# spawning



## lirpa1 (Dec 8, 2008)

:?:Ok, this whole spawning thing has me confused. I have a black moor. I didnt know what sex he was until he started "spawning". I now know he is a male, but at first I thought he was getting sick and had some sort of fungus.

He has these dots on his gills, and fins. and I looked it up, and it has to do with being sexually mature I think? 

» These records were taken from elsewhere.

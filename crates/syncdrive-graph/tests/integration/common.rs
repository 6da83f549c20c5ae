//! T015: Shared test helpers for Graph API integration tests
//!
//! Provides wiremock-based mock server setup for Microsoft Graph API endpoints.
//! Each helper mounts the necessary mock endpoints and returns a configured
//! GraphClient pointing at the mock server.

use wiremock::matchers::{method, path, path_regex};
use wiremock::{Mock, MockServer, ResponseTemplate};

use syncdrive_graph::client::GraphClient;

/// Sets up a mock server with common Graph API endpoints and returns
/// a (MockServer, GraphClient) tuple.
///
/// Pre-configured endpoints:
/// - GET /me → user profile
/// - GET /me/drive → drive quota
pub async fn setup_graph_mock() -> (MockServer, GraphClient) {
    let server = MockServer::start().await;

    // Mock GET /me - user profile
    Mock::given(method("GET"))
        .and(path("/me"))
        .respond_with(ResponseTemplate::new(200).set_body_json(serde_json::json!({
            "displayName": "Test User",
            "mail": "test@example.com",
            "userPrincipalName": "test@example.com",
            "id": "user-test-001"
        })))
        .mount(&server)
        .await;

    // Mock GET /me/drive - drive quota
    Mock::given(method("GET"))
        .and(path("/me/drive"))
        .respond_with(ResponseTemplate::new(200).set_body_json(serde_json::json!({
            "id": "drive-test-001",
            "quota": {
                "total": 5368709120_u64,
                "used": 1073741824_u64,
                "remaining": 4294967296_u64
            }
        })))
        .mount(&server)
        .await;

    let client = GraphClient::with_base_url("test-access-token", server.uri());

    (server, client)
}

/// Mounts a delta endpoint that returns a single page with given items.
pub async fn mount_delta_single_page(
    server: &MockServer,
    items: serde_json::Value,
    delta_token: &str,
) {
    Mock::given(method("GET"))
        .and(path("/me/drive/root/delta"))
        .respond_with(ResponseTemplate::new(200).set_body_json(serde_json::json!({
            "value": items,
            "@odata.deltaLink": format!(
                "{}/me/drive/root/delta?token={}",
                server.uri(),
                delta_token
            )
        })))
        .mount(server)
        .await;
}

/// Mounts a delta endpoint that returns two pages (pagination test).
///
/// First request returns page 1 with a nextLink.
/// Second request (to the nextLink) returns page 2 with a deltaLink.
#[allow(dead_code)]
pub async fn mount_delta_paginated(
    server: &MockServer,
    page1_items: serde_json::Value,
    page2_items: serde_json::Value,
    delta_token: &str,
) {
    // Page 1: returns nextLink
    Mock::given(method("GET"))
        .and(path("/me/drive/root/delta"))
        .respond_with(ResponseTemplate::new(200).set_body_json(serde_json::json!({
            "value": page1_items,
            "@odata.nextLink": format!(
                "{}/me/drive/root/delta?$skiptoken=page2",
                server.uri()
            )
        })))
        .up_to_n_times(1)
        .mount(server)
        .await;

    // Page 2: returns deltaLink (via the nextLink URL)
    // Note: The nextLink is an absolute URL, so the delta module will
    // use a direct HTTP GET. We mock any path containing $skiptoken=page2.
    Mock::given(method("GET"))
        .and(path_regex(r"/me/drive/root/delta\??\$skiptoken=page2"))
        .respond_with(ResponseTemplate::new(200).set_body_json(serde_json::json!({
            "value": page2_items,
            "@odata.deltaLink": format!(
                "{}/me/drive/root/delta?token={}",
                server.uri(),
                delta_token
            )
        })))
        .mount(server)
        .await;
}

/// Mounts a file download endpoint for a specific item ID.
pub async fn mount_download(server: &MockServer, item_id: &str, content: &[u8]) {
    let path_str = format!("/me/drive/items/{}/content", item_id);
    Mock::given(method("GET"))
        .and(path(&path_str))
        .respond_with(
            ResponseTemplate::new(200)
                .set_body_bytes(content.to_vec())
                .append_header("Content-Type", "application/octet-stream"),
        )
        .mount(server)
        .await;
}

/// Mounts a small file upload endpoint for a given parent item id, matching
/// the `PUT /me/drive/items/{parent_id}:/{name}:/content` addressing scheme.
pub async fn mount_upload_small(
    server: &MockServer,
    parent_id: &str,
    name: &str,
    response_id: &str,
    response_name: &str,
) {
    let path_str = format!("/me/drive/items/{}:/{}:/content", parent_id, name);
    Mock::given(method("PUT"))
        .and(path(&path_str))
        .respond_with(ResponseTemplate::new(201).set_body_json(serde_json::json!({
            "id": response_id,
            "name": response_name,
            "size": 1024,
            "lastModifiedDateTime": "2026-01-15T10:00:00Z",
            "eTag": "\"etag-001\"",
            "cTag": "\"ctag-001\"",
            "parentReference": {
                "id": parent_id
            },
            "file": {
                "hashes": {
                    "quickXorHash": "AAAAAAAAAAAAAAAAAAAAAAAAAAA="
                }
            }
        })))
        .mount(server)
        .await;
}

he has had the dots for probably 3 weeks now. they did seem like they were going away, but now they are back just as bright as ever again. :?:

why?? he's all alone in his tank, so why is he doing that? is it just normal fish behavoir?


----------



## TheOldSalt (Jan 28, 2005)

The conditions in the tank regarding temperature and photoperiod have tricked him into thinking it's spawning time. He doesn't need a female around to get him in the mood.


----------



## lirpa1 (Dec 8, 2008)

Alright, so is it ok? and does it just continue on and on?


----------



## TheOldSalt (Jan 28, 2005)

Actually, it would be a very good idea to get him out of this condition very soon. Testosterone levels are very high during this time, but this ruins the immune system. This is why so many fish don't live long after they spawn.
Whatever it is that you did to get him this way, undo it.


----------



## Sea-Agg2009 (Aug 2, 2008)

Quote from a website:

To induce spawning, the temperature can be slowly dropped to around 11° C (60° F ) and then slowly warmed until they spawn. This is done to mimic the conditions found in nature when spring arrives which is the only time they will spawn in the wild. Feeding lots of high protein food such live brine shrimp and worms during this time will also induce spawning. 

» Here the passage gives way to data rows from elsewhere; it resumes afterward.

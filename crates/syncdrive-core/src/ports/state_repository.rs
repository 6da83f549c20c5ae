//! Baseline store port (driven/secondary port)
//!
//! The baseline store is the only durable state the engine keeps between
//! cycles: one row per `(drive_id, item_id)` recording the last state both
//! sides were known to agree on, plus the delta token and conflict history.
//! Every read the planner does is against a consistent snapshot; every
//! write after a cycle commits atomically so a crash mid-cycle never leaves
//! the baseline half-updated.
//!
//! Uses `anyhow::Result` because storage errors (SQLite, filesystem) are
//! adapter-specific and don't need domain-level classification; the
//! classification seam lives one layer up, in the sync engine.

use async_trait::async_trait;
use chrono::{DateTime, Utc};

use crate::domain::{BaselineEntry, ConflictRecord, DeltaToken, DriveId, ItemId, SyncPath};

/// A snapshot of the baseline consistent for the duration of one planning
/// pass. Implementations take a read lock (or equivalent) so the planner
/// never observes a partially-committed cycle's writes.
#[async_trait]
pub trait BaselineStore: Send + Sync {
    /// Returns every tracked (non-deleted) entry under `drive_id`, for
    /// building the planner's full path-view map at the start of a cycle.
    async fn list_entries(&self, drive_id: &DriveId) -> anyhow::Result<Vec<BaselineEntry>>;

    async fn get_by_path(
        &self,
        drive_id: &DriveId,
        path: &SyncPath,
    ) -> anyhow::Result<Option<BaselineEntry>>;

    async fn get_by_item_id(
        &self,
        drive_id: &DriveId,
        item_id: &ItemId,
    ) -> anyhow::Result<Option<BaselineEntry>>;

    /// Commits the full set of entry mutations for one cycle atomically:
    /// either every upsert and tombstone lands, or none does. This is the
    /// the no-delete-without-synced-hash and no-delete-from-
    /// incomplete-delta) ultimately depend on — a baseline that reflects a
    /// half-applied cycle would make the next cycle's deletes unsafe.
    async fn commit_cycle(
        &self,
        drive_id: &DriveId,
        upserts: &[BaselineEntry],
        tombstones: &[ItemId],
        delta_token: Option<&DeltaToken>,
    ) -> anyhow::Result<()>;

    /// Returns the stored delta token for a drive, and whether the delta
    /// feed that produced it reached a final page (`complete`). A token
    /// saved from an interrupted pagination run is not safe to delete
    /// against and the planner must fall back to a full
    /// resync instead.
    async fn get_delta_token(&self, drive_id: &DriveId) -> anyhow::Result<Option<(DeltaToken, bool)>>;

    async fn save_delta_token(
        &self,
        drive_id: &DriveId,
        token: &DeltaToken,
        complete: bool,
    ) -> anyhow::Result<()>;

    /// Counts the tracked (non-deleted) entries under a drive, used by the
    /// planner's big-delete safety gate to compute the delete
    /// percentage against this total.
    async fn count_entries(&self, drive_id: &DriveId) -> anyhow::Result<usize>;

    // --- Conflict history ---

    async fn save_conflict(&self, conflict: &ConflictRecord) -> anyhow::Result<()>;

    async fn get_unresolved_conflicts(&self, drive_id: &DriveId) -> anyhow::Result<Vec<ConflictRecord>>;

    async fn get_conflict_history(
        &self,
        drive_id: &DriveId,
        since: DateTime<Utc>,
        limit: u32,
    ) -> anyhow::Result<Vec<ConflictRecord>>;
}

If any of this seems like it would have happened in your tank, it should be fairly easy to undo.


----------



## lirpa1 (Dec 8, 2008)

yea well here in australia it gets really hot... and my fish is in a hut (seperate from the house) or my room, which also gets hot.

I have the air-conditioner on at 23 C, and I have also moved the lid halfway off the tank so hopefully his water will start cooling off


----------